» **Your goal**: Below are records. Find each line in them that holds the word "Sync" and copy it.

» **Data**:
....

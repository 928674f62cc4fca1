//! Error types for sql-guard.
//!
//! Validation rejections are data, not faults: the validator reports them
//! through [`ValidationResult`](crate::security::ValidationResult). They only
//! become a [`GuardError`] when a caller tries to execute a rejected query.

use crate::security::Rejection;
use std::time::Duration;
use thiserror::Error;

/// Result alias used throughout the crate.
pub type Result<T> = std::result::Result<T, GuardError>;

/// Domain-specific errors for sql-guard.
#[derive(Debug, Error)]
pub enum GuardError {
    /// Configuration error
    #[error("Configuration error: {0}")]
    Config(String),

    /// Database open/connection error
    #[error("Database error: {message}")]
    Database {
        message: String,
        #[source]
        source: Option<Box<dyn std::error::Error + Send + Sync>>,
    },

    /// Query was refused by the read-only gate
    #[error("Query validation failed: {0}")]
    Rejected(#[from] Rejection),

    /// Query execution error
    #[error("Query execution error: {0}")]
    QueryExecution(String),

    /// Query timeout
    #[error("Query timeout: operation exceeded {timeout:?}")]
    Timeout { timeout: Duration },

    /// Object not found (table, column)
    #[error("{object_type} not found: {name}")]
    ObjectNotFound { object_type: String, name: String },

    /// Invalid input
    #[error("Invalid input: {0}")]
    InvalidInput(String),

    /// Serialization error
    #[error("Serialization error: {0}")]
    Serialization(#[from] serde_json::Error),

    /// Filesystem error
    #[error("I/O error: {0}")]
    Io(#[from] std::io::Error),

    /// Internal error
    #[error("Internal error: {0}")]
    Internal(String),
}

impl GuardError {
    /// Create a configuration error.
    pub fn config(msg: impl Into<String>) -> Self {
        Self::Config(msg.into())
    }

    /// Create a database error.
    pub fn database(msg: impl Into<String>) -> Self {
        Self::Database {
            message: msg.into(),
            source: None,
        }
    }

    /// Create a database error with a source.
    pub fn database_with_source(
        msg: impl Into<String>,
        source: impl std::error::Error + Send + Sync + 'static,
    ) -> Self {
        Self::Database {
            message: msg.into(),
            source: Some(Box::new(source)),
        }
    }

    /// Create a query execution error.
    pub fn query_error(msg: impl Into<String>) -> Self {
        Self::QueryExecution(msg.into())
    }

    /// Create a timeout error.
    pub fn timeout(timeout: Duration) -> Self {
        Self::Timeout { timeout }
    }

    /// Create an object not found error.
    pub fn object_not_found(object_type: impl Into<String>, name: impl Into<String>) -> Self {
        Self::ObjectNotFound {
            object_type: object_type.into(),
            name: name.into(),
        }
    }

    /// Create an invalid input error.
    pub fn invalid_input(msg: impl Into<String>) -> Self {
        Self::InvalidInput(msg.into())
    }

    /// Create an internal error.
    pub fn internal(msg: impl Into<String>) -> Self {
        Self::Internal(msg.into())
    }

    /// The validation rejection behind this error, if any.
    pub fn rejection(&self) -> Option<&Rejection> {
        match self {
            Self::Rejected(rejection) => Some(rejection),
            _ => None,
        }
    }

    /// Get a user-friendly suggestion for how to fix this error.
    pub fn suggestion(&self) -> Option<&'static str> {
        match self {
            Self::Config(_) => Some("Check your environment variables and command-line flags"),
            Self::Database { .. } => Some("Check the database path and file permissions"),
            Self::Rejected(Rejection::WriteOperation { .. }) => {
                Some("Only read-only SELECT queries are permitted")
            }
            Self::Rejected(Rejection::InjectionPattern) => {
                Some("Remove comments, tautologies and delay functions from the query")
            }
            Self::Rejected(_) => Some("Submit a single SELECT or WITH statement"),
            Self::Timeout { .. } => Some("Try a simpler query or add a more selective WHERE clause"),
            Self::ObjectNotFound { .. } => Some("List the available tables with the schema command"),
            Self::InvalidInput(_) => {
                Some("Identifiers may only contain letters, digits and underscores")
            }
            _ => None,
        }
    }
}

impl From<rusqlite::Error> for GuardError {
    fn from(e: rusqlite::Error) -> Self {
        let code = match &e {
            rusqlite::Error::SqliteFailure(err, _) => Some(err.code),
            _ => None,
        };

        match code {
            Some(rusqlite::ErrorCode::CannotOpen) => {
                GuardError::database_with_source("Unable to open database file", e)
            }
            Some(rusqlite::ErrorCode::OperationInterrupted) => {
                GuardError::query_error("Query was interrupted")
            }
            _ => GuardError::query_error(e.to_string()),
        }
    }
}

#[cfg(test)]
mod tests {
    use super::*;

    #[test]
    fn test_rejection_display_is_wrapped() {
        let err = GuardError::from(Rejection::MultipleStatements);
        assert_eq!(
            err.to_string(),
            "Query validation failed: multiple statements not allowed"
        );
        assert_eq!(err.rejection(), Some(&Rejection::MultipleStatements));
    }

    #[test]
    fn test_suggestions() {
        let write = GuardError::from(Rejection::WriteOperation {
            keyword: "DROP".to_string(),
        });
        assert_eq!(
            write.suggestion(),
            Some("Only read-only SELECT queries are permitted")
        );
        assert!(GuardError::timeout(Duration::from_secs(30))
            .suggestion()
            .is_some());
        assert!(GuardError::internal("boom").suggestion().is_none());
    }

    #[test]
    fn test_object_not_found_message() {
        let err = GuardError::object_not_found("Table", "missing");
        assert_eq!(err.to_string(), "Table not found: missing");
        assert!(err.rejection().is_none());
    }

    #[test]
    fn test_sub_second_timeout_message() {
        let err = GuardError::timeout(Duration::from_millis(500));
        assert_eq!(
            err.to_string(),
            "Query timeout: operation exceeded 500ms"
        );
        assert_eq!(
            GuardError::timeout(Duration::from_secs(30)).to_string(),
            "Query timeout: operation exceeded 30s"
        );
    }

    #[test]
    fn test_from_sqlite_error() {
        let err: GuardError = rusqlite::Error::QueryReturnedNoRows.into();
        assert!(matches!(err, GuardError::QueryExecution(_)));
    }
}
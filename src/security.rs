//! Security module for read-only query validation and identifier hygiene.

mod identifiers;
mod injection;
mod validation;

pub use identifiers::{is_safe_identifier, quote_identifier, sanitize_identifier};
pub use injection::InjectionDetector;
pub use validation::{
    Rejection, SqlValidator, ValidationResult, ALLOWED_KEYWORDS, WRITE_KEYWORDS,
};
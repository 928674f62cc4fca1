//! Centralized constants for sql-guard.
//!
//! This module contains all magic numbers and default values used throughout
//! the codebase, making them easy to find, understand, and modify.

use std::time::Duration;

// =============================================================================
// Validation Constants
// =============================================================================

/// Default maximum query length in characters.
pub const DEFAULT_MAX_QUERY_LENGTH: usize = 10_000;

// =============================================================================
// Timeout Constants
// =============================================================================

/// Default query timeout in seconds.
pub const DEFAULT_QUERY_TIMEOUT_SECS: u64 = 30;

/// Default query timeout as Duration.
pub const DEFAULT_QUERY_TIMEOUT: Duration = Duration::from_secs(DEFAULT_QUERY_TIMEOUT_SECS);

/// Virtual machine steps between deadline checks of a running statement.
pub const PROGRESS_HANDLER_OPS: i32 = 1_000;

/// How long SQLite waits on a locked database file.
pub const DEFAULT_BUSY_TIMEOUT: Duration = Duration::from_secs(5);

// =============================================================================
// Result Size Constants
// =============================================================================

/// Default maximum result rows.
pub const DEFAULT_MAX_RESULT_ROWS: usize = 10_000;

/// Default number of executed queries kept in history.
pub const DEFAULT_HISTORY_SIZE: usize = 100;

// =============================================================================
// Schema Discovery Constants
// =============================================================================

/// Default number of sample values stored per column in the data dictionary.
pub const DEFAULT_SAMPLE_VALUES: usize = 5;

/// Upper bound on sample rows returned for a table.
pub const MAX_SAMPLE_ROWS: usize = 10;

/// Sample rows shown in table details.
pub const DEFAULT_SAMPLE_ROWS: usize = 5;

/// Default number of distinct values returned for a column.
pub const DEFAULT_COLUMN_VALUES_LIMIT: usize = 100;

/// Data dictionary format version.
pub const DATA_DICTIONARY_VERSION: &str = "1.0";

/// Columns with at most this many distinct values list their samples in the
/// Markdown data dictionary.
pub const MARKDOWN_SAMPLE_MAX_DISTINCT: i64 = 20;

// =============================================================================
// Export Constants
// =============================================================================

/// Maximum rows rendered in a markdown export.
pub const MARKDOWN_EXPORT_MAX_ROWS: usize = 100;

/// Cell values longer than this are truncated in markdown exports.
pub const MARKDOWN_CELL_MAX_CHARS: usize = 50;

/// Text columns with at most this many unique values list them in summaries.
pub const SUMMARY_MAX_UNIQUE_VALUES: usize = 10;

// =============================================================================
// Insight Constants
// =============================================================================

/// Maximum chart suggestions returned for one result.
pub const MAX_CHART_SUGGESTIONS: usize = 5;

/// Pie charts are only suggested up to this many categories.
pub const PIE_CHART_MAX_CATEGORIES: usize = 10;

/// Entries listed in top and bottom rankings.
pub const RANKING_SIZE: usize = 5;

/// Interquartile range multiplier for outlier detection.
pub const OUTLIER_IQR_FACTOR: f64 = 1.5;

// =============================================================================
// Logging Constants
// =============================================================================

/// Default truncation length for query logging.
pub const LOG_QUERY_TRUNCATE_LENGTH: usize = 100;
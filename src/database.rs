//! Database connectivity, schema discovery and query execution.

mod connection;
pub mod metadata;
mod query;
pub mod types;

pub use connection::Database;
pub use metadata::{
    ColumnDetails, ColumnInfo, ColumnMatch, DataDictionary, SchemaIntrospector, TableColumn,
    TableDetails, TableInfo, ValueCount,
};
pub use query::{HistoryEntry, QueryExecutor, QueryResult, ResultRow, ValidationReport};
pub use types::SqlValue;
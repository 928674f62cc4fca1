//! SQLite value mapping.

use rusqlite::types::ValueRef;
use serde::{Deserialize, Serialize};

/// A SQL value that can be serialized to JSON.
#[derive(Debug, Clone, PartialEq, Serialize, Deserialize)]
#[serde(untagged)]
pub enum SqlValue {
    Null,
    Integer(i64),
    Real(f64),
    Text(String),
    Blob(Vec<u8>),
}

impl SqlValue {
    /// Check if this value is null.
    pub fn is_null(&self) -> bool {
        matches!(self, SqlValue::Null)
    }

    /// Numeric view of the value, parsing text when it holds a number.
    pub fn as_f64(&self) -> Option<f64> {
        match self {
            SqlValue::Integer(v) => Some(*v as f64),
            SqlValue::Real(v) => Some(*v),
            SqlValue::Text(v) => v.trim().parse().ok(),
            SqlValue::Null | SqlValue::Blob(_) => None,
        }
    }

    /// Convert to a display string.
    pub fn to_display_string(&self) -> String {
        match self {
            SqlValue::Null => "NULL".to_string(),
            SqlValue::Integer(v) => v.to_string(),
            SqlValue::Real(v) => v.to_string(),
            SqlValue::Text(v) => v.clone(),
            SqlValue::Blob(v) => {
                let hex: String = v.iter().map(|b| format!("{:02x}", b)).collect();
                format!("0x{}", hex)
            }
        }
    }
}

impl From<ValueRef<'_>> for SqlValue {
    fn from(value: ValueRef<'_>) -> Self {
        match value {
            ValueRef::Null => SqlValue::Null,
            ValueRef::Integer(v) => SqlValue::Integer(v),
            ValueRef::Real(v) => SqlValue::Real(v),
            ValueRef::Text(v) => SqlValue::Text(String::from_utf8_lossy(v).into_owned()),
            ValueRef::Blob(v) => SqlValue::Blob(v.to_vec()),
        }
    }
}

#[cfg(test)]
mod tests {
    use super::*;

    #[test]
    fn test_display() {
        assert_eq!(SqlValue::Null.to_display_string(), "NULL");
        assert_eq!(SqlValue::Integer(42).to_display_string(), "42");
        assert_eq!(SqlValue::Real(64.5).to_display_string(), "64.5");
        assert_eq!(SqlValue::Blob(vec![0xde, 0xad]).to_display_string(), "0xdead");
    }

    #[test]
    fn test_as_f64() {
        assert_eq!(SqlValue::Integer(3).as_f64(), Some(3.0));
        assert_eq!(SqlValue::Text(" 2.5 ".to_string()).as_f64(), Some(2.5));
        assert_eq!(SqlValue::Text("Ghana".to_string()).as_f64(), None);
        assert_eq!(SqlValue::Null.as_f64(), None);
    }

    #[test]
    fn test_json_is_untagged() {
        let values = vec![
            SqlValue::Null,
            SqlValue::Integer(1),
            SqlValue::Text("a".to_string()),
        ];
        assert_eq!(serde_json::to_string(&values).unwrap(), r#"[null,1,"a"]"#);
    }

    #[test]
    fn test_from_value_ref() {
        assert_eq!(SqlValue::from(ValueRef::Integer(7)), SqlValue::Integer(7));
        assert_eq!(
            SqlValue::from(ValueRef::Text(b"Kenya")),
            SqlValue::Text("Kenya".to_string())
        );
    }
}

....

» **Answer below**:
        source: Option<Box<dyn std::error::Error + Send + Sync>>,
        source: impl std::error::Error + Send + Sync + 'static,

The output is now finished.